My earliest memory is of myself singing. I was 4, accompanying my aunt and grandmother on a doctor’s visit. No doubt to amuse me, the nurse handed me a lollipop, and I made up a song about it. It took me a few minutes to realize that I wasn’t just singing the song in my head. Slowly, I gazed around at a full waiting room that was (let’s go with mesmerized here, shall we? Probably more like horrified.)
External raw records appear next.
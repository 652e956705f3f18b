use serde::{Deserialize, Serialize};

use crate::signal::SignalCategory;

/// One category's contribution to the composite score.
#[derive(Debug, Clone, PartialEq, Serialize, Deserialize)]
pub struct ScoreComponent {
    pub category: SignalCategory,
    /// Raw rule output before mapping (a ratio, milliseconds, or 0/1).
    pub raw_value: f64,
    /// Weight actually applied, after renormalization over present categories.
    pub weight: f64,
    /// Category score on the 0..=100 scale.
    pub normalized_value: f64,
}

#[derive(Debug, Clone, Copy, PartialEq, Eq, Hash, Serialize, Deserialize)]
#[serde(rename_all = "snake_case")]
pub enum FlagKind {
    Disclosure,
    ProhibitedLanguage,
    CompositeMinimum,
    Scorable,
}

impl FlagKind {
    pub fn as_str(&self) -> &'static str {
        match self {
            FlagKind::Disclosure => "disclosure",
            FlagKind::ProhibitedLanguage => "prohibited_language",
            FlagKind::CompositeMinimum => "composite_minimum",
            FlagKind::Scorable => "scorable",
        }
    }
}

impl std::fmt::Display for FlagKind {
    fn fmt(&self, f: &mut std::fmt::Formatter<'_>) -> std::fmt::Result {
        f.write_str(self.as_str())
    }
}

/// Pass/fail compliance verdicts, tracked independently of the weighted
/// composite so a high score can never mask a violation.
#[derive(Debug, Clone, Copy, PartialEq, Eq, Serialize, Deserialize)]
pub struct ComplianceFlag {
    pub flag: FlagKind,
    pub passed: bool,
}

/// Output bundle of the scoring engine.
#[derive(Debug, Clone, PartialEq, Serialize, Deserialize)]
pub struct ScoreSummary {
    pub components: Vec<ScoreComponent>,
    pub composite_score: f64,
    pub flags: Vec<ComplianceFlag>,
}

impl ScoreSummary {
    pub fn flag(&self, kind: FlagKind) -> Option<&ComplianceFlag> {
        self.flags.iter().find(|f| f.flag == kind)
    }
}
“No, no,” the nurse said. “Continue.”

My first audience. Little did she know what she had unleashed. Flush from appearances in the finest waiting rooms in Westchester, I quickly moved on to mimicking my aunt and uncle’s recordings of Renata Tebaldi and Anna Moffo. I sang it all – classical, church music, folk, Broadway – accompanying and accompanied by my sisters on piano and guitar in salons in our home. I studied violin, which turned out to be first-rate preparation for the voice lessons that followed, sang opera in college and served as a cantor in local churches.

Apart from writing, singing was the one thing I was good at. (To a certain extent. “Stick to Mozart,” my aunt admonished whenever I strayed into torch songs like “The Man I Love.”) Singing helped define my writing as language has always been in part about rhythm for me. And it is certainly the soundtrack of my myriad moods. Many was the evening that I would return home from the journalistic salt mines, fling open the door and announce dramatically to my aunt, “It’s a ‘Tosca’ night.”

For all you would-be Floria Toscas out there – and you know who you are – this is an issue for you. Herein we consider the voice – the one that runs through your head and spills out into the world, that makes you who you are, for no two voices are alike. Here you’ll meet singers/songwriters/instrumentalists like Byram’s Vinny Nobile and lyric coloraturas who also give voice lessons like the Music Conservatory of Westchester’s Jeanai La Vita.

But you’ll also encounter folks who use their voices in unusual ways, including in service to others, like cover guy Eli Manning. We know just what you’re thinking: He’s having one helluva year in the worst possible way. But he’s one of the loveliest young men you’re likely to meet, whose quiet, steady voice pierced through the din of two improbable Super Bowl runs and takes on a compassionate tone in his work for the Guiding Eyes for the Blind in Yorktown Heights. And if that voice should break today, well, he’s entitled, isn’t he?

There are other Elis here – people willing to serve as a voice for others, like Westport Library’s Maxine Bleiweis, Cold Spring fused-glass artist Barbara Galazzo and Ardsley/Thornwood teacher Elena Olivieri. They are in turn helping readers, artists and children, respectively, find their voices.

Sometimes voices turn menacing, as you’ll see in our discussion of schizophrenia with Wilton psychiatrist and novelist Mark Rubinstein.

Yet throughout history, there’s been a fine line between madness and mysticism. We include here a look at Joan of Arc, who heeded the voices in her head that told her to save France from the British and willingly died for them.

There is a power in the voice that wells within us and project itself out into the world where it unites with others. When I think of the voice, I think of that memorable scene in the 1942 movie “Casablanca.” A group of German soldiers are singing “Die Wacht am Rhein” at Rick’s Café Américain. But Paul Henreid’s freedom fighter Victor Laszlo will have none of it. He orders the band, with the approval of Humphrey Bogart’s Rick, to strike up “La Marseillaise,” the French national anthem – symbol of all that has been lost and still remains. Soon everyone else in the café takes it up, drowning out the sounds of tyranny.

That’s what one voice, harmonizing with others, can do.